Healthcare reforms can prove intimidating to people who get overwhelmed by its vastness. Yes, health reforms are complex, intertwined with a never-ending series of updates and releases. While healthcare executives can get overwhelmed with compliance issues, they need to address the equally critical aspect of survival in a revisionist market. For developing an effective business strategy in this marketplace, the following should be considered:
More Competition & Opportunities
Exchanges signify health insurance is entering a more competitive, robust retail platform driven by the entry of millions of uninsured people. The buying preferences of this new consumer niche are largely unknown and many are expected to be first-time health insurance shoppers. Capturing this relatively new audience represents a new array of challenges, particularly with community outreach, marketing and education on metal status and applicable subsidies.

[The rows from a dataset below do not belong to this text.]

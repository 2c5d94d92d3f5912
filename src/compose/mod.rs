//! Still and animated composition.

/// Looping reels compositor.
pub mod animated;
/// Listing overlay layout.
pub mod overlay;
/// Cover and contain placement math.
pub mod placement;
/// Feed still composer.
pub mod still;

Acquisition Might Be the Path to the Future
Health plans are continuing to figure out their role in this new delivery mechanism. The market has seen a lot of acquisitions and it is expected that this trend will continue. According to PWC partner, Steve Elek, the acquisitions have focused on three areas:
• Horizontal integration: acquisitions that include other health insurance companies. Enticed by the growth in the baby boomer population and other factors, commercial carriers are becoming more interested in Medicare Advantage companies.
• Vertical integration: acquisitions that include hospitals, physician groups, and urgent care and outpatient surgery centers. This type of acquisition allows health plans to control the patient care cost centers. This type of acquisition will grow as health plans become more proactive in the delivery of member care.
• International opportunities: acquisitions include healthcare systems and insurers located outside the United States.
Payers have to deal with fixed actuarial values and benefits, as defined by the healthcare law. This is likely to make some of the health insurance products seem very similar, diluting their customer engagement capabilities. In the Exchange marketplace, stringent premium caps are set to challenge the profit margins for payers. Medical Loss Ratio (MLR) represents a direct threat to a health plan’s profitability. Payers risk premium rebates, erosion of consumer interest and regulatory challenges if they price too high. If they price too low, minimization of profitability works against them. More restrictions come in the form of limited pricing flexibility. Payers will be obligated to provide an explanation to state authorities every time they seek a substantial hike in premiums where the smallest of hikes might lead to poor ratings.